■ **Task statement**: From the entries below, return exactly the lines beginning at the one that contains "assert_eq!(list.current().id, BufferId(1));" and ending at the one that contains "prop_assert!(list.index() < list.len());", both of them included, and only those lines.
(Record extracts begins)
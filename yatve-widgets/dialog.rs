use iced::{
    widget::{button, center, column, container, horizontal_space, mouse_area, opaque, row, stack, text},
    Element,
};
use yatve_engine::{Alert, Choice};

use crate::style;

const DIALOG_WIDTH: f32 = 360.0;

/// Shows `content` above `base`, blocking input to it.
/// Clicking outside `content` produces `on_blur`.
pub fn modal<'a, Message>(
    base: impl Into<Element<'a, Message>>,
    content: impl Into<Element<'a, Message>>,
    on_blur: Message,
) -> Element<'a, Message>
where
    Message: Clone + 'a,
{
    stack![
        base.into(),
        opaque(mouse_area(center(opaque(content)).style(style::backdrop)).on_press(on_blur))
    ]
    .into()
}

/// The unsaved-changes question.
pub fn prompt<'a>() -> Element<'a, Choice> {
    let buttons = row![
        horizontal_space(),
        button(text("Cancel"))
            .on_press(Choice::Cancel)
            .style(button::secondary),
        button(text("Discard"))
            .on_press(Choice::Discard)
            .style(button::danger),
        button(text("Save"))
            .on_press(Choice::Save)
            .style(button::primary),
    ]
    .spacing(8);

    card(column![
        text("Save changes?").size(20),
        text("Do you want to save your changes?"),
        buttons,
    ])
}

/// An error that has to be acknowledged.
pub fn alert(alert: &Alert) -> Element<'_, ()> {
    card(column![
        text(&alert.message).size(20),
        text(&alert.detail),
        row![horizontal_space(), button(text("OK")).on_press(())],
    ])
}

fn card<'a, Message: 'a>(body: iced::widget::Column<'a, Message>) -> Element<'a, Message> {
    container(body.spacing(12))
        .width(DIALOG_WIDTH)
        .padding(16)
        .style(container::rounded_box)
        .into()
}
(Record extracts ends)
(Record extracts begins)
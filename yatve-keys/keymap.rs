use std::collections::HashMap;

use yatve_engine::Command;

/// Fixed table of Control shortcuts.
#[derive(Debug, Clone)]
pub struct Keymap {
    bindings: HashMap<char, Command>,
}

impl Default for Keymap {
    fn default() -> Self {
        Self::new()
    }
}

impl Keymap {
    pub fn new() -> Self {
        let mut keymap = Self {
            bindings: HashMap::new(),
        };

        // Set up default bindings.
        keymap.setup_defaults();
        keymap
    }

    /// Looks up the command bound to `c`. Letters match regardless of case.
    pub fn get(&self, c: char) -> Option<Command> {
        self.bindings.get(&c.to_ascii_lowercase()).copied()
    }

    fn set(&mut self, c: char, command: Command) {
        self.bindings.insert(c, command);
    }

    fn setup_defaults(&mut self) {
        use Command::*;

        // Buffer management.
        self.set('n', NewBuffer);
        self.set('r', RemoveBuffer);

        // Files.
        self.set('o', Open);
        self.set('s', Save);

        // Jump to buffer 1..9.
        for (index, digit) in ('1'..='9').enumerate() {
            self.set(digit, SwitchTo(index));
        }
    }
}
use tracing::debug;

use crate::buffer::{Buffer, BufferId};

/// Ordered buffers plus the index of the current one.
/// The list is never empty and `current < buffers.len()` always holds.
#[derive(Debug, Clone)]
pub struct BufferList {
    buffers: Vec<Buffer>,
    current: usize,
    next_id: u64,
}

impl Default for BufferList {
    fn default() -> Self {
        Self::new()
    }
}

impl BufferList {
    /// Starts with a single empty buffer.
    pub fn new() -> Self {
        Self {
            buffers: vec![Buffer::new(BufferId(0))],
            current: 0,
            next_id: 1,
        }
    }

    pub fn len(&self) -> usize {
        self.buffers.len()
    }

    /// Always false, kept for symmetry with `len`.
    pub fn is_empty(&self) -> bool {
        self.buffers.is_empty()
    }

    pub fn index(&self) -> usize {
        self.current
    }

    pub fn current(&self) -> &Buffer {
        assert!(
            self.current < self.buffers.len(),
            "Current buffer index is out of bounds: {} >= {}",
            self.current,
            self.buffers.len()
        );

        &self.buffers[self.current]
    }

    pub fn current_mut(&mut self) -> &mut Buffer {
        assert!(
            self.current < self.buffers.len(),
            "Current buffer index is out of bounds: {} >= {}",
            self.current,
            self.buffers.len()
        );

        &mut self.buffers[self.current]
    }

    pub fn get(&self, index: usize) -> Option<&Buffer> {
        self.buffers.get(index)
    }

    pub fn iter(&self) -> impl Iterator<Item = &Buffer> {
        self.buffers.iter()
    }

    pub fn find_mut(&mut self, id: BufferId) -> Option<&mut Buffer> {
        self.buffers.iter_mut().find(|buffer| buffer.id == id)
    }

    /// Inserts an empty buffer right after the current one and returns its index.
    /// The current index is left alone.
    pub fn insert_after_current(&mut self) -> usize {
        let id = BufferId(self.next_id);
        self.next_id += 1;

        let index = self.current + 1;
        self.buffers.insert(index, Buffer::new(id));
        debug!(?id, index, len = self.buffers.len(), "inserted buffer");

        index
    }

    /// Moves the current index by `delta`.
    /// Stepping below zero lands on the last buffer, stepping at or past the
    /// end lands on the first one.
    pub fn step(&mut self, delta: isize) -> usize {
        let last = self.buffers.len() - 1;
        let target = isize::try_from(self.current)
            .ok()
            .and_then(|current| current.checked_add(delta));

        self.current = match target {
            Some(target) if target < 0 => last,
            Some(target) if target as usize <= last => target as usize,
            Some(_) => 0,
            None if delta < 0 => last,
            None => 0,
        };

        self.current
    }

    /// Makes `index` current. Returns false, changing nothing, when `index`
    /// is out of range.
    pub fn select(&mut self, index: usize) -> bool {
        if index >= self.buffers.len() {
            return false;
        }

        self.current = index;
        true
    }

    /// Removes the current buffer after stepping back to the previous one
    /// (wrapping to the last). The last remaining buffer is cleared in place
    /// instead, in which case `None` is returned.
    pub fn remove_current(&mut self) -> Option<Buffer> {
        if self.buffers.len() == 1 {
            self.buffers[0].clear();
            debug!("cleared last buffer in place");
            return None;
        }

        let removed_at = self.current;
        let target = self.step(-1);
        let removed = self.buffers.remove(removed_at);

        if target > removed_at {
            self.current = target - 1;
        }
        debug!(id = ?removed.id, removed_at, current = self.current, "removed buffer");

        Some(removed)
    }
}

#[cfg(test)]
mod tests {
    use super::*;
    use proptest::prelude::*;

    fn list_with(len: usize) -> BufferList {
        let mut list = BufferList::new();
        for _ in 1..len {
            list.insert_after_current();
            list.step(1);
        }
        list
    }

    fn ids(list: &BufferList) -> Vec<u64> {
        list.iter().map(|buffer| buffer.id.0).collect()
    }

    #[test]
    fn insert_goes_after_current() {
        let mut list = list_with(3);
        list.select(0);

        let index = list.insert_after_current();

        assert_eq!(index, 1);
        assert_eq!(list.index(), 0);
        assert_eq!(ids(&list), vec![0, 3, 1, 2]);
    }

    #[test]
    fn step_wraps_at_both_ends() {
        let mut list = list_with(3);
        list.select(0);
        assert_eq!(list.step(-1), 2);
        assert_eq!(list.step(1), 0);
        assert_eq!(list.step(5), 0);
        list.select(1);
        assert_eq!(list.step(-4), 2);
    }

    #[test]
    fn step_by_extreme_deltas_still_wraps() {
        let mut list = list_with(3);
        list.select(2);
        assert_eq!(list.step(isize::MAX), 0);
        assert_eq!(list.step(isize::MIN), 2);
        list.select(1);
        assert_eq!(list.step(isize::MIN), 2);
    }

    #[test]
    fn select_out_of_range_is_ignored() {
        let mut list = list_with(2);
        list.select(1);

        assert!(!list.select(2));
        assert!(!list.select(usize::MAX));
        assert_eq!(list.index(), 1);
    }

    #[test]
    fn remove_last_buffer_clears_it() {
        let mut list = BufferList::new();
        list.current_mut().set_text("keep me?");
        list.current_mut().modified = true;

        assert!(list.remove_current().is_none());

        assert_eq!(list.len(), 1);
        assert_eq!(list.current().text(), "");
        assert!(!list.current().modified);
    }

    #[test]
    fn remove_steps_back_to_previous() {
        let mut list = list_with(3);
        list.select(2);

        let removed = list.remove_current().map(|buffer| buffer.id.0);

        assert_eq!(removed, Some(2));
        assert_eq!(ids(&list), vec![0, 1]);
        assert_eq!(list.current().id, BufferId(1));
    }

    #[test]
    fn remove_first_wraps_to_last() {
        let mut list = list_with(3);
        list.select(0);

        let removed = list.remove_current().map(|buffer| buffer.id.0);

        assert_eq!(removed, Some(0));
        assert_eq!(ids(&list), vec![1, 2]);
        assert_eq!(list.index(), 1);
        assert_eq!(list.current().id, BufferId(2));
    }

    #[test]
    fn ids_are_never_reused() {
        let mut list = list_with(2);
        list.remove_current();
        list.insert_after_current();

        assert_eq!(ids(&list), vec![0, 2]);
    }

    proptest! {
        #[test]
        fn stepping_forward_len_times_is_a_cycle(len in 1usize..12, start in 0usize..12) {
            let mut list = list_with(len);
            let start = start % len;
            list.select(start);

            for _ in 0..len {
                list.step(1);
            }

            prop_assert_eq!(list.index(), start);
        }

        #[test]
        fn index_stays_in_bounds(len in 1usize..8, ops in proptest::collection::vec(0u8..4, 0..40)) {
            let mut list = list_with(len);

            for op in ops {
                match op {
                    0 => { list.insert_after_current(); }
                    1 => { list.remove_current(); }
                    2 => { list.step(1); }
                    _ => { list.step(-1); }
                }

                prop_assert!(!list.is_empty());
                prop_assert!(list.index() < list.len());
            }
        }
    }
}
(Record extracts ends)
(Record extracts begins)
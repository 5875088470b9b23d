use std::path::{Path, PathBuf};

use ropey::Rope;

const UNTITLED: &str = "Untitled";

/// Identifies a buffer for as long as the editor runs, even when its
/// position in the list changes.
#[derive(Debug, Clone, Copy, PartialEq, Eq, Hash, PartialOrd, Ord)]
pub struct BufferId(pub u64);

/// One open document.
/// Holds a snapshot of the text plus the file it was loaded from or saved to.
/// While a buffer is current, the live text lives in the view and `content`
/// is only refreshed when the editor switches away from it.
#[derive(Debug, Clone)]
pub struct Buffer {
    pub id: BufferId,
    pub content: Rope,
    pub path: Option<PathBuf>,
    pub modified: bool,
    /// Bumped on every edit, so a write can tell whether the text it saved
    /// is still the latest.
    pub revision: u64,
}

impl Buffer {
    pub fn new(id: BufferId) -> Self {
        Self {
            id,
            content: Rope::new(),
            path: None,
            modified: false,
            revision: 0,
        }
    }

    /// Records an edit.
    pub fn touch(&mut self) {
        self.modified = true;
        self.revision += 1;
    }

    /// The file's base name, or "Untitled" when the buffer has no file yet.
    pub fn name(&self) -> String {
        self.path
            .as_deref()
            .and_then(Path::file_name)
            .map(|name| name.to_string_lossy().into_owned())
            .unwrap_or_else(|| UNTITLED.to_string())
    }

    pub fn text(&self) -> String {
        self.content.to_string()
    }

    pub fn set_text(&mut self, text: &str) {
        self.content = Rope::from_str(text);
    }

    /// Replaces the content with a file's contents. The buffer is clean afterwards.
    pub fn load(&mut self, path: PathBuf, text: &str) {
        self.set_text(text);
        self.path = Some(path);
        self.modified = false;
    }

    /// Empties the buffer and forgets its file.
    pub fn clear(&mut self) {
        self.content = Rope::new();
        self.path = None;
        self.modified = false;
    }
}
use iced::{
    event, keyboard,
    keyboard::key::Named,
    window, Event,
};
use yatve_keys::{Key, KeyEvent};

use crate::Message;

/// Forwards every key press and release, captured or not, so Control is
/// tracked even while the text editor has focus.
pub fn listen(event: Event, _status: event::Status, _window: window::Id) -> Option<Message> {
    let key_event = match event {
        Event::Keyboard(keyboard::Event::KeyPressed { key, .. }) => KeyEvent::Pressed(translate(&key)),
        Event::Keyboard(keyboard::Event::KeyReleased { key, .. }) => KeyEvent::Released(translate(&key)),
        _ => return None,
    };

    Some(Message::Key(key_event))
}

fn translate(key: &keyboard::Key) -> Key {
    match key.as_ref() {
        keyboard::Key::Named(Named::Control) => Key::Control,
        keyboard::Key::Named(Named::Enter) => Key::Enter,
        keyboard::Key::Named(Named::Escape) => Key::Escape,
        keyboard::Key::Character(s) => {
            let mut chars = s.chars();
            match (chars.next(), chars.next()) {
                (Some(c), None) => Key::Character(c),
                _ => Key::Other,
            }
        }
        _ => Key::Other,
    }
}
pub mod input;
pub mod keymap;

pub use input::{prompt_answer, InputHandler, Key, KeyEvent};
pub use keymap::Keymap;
(Record extracts ends)
■ **Answer box**:
        assert_eq!(list.current().id, BufferId(1));
    }

    #[test]
    fn remove_first_wraps_to_last() {
        let mut list = list_with(3);
        list.select(0);

        let removed = list.remove_current().map(|buffer| buffer.id.0);

        assert_eq!(removed, Some(0));
        assert_eq!(ids(&list), vec![1, 2]);
        assert_eq!(list.index(), 1);
        assert_eq!(list.current().id, BufferId(2));
    }

    #[test]
    fn ids_are_never_reused() {
        let mut list = list_with(2);
        list.remove_current();
        list.insert_after_current();

        assert_eq!(ids(&list), vec![0, 2]);
    }

    proptest! {
        #[test]
        fn stepping_forward_len_times_is_a_cycle(len in 1usize..12, start in 0usize..12) {
            let mut list = list_with(len);
            let start = start % len;
            list.select(start);

            for _ in 0..len {
                list.step(1);
            }

            prop_assert_eq!(list.index(), start);
        }

        #[test]
        fn index_stays_in_bounds(len in 1usize..8, ops in proptest::collection::vec(0u8..4, 0..40)) {
            let mut list = list_with(len);

            for op in ops {
                match op {
                    0 => { list.insert_after_current(); }
                    1 => { list.remove_current(); }
                    2 => { list.step(1); }
                    _ => { list.step(-1); }
                }

                prop_assert!(!list.is_empty());
                prop_assert!(list.index() < list.len());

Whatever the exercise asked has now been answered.